I’m not cynical. The easiest thing in the world would be to be “hmm, technology, bad. Smartphone, bad.” Even with Spree, which is about a mass murderer, I’m trying to reflect on what the mechanisms of the culture that lead to that are, without saying, “We have to stop this.” Because realistically, there’s no way to stop it. There’s no way to stop the desire that people have for convenience with their technology. So whether that means the convenience of immediately communicating, or being able to access social media platforms or pornography or other people’s attention, or just as a narcissism engine to look at or understand yourself — all these things are too appealing and comforting to ever eliminate. What I’m trying to do is reflect it back in a way that’s honest, and then let people extract whatever moralistic meaning they want from it.
For The Code, surveillance is something that’s very simple to say, “we’re stuck in 1984.” But in fact, we’re all extremely complicit in the new normal of all-pervasive surveillance. We seem to like it just fine, since no one opts out and no one disagrees with consent forms and installation of apps and social media.
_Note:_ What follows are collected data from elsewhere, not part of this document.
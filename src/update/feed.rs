//! Update feed URL construction.

use percent_encoding::{AsciiSet, NON_ALPHANUMERIC, utf8_percent_encode};
use url::Url;

use crate::error::UpdateError;

/// Characters JavaScript's `encodeURIComponent` leaves alone.
const URI_COMPONENT: &AsciiSet = &NON_ALPHANUMERIC
    .remove(b'-')
    .remove(b'_')
    .remove(b'.')
    .remove(b'!')
    .remove(b'~')
    .remove(b'*')
    .remove(b'\'')
    .remove(b'(')
    .remove(b')');

/// Parameters the web application supplies for an update check.
///
/// All five are required; any `None` means the caller is not ready yet.
#[derive(Debug, Clone, Default, PartialEq, Eq)]
pub struct UpdateCheckParams {
    /// Where release packages are published.
    pub auto_update_url: Option<String>,
    pub upgrade_version: Option<String>,
    pub upgrade_version_int: Option<u64>,
    pub current_version_int: Option<u64>,
    pub product_name: Option<String>,
}

/// A fully specified check.
#[derive(Debug, Clone, PartialEq, Eq)]
pub struct FeedRequest {
    pub auto_update_url: String,
    pub upgrade_version: String,
    pub upgrade_version_int: u64,
    pub current_version_int: u64,
    pub product_name: String,
}

impl UpdateCheckParams {
    pub fn complete(&self) -> Option<FeedRequest> {
        Some(FeedRequest {
            auto_update_url: self.auto_update_url.clone()?,
            upgrade_version: self.upgrade_version.clone()?,
            upgrade_version_int: self.upgrade_version_int?,
            current_version_int: self.current_version_int?,
            product_name: self.product_name.clone()?,
        })
    }
}

/// Package URL for `version` on `os_arch`.
pub fn package_url(auto_update_url: &str, version: &str, os_arch: &str) -> String {
    format!(
        "{}/pgadmin4-{version}-{os_arch}.zip",
        auto_update_url.trim_end_matches('/')
    )
}

/// Feed endpoint on the local backend that proxies the release server.
pub fn feed_url(
    base_url: &str,
    session_key: &str,
    request: &FeedRequest,
    os_arch: &str,
) -> Result<Url, UpdateError> {
    let package = package_url(&request.auto_update_url, &request.upgrade_version, os_arch);
    let raw = format!(
        "{}/misc/auto_update/{}/{}/{}/{}/{}/?key={}",
        base_url.trim_end_matches('/'),
        request.current_version_int,
        utf8_percent_encode(&request.upgrade_version, URI_COMPONENT),
        request.upgrade_version_int,
        utf8_percent_encode(&request.product_name, URI_COMPONENT),
        utf8_percent_encode(&package, URI_COMPONENT),
        session_key,
    );
    Ok(Url::parse(&raw)?)
}
//! Shared handles passed to every component.

use std::path::PathBuf;
use std::sync::Arc;

use crate::config::{ConfigStore, DevConfig};
use crate::download::DownloadQueue;
use crate::platform::HostPlatform;
use crate::presentation::Presenter;
use crate::server_log::ServerLog;

/// Process-wide state for one runtime instance.
#[derive(Clone)]
pub struct RuntimeContext {
    pub config: Arc<ConfigStore>,
    pub log: Arc<ServerLog>,
    pub presenter: Arc<dyn Presenter>,
    pub downloads: Arc<DownloadQueue>,
    pub platform: HostPlatform,
    /// Directory the runtime executable lives in.
    pub runtime_dir: PathBuf,
    pub dev_config: Option<DevConfig>,
}

impl RuntimeContext {
    pub fn new(
        config: Arc<ConfigStore>,
        log: Arc<ServerLog>,
        presenter: Arc<dyn Presenter>,
        runtime_dir: PathBuf,
    ) -> Self {
        let downloads = Arc::new(DownloadQueue::new(Arc::clone(&presenter)));
        Self {
            config,
            log,
            presenter,
            downloads,
            platform: HostPlatform::current(),
            runtime_dir,
            dev_config: None,
        }
    }

    pub fn with_platform(mut self, platform: HostPlatform) -> Self {
        self.platform = platform;
        self
    }

    pub fn with_dev_config(mut self, dev_config: Option<DevConfig>) -> Self {
        self.dev_config = dev_config;
        self
    }
}
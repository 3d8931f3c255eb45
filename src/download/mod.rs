//! Download queue manager
//!
//! Tracks every in-flight download by destination path and keeps the
//! presenter's dock badge and progress indicator in step with it.
//!
//! ## Module Organization
//! - `queue`: the path-keyed queue and aggregate progress
//! - `fetch`: streams an HTTP response body through the queue

mod fetch;
mod queue;

pub use fetch::fetch_to;
pub use queue::{DownloadItem, DownloadQueue, FileOpener, SystemOpener, aggregate_progress};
So if we’re all fine with it, let’s figure out a way to come out the other side and use these modes and platforms to empower ourselves to come up with something that might help recontextualize experiences in a positive or hopeful way. I’m not a “technology bad” guy, but if people come up with that conclusion from my films, that’s also fine. I wouldn’t resist anyone’s conclusion.
CH: On a script level, the tightness of the narrative strikes me. In the scavenger hunt at the end, he’s looking up the price of this crypto coin, which then cleverly calls back to earlier scenes. There’s this propulsive momentum leading him at the end, and one could assume that’s all that’s needed. But you still take the time to craft these precise jokes throughout.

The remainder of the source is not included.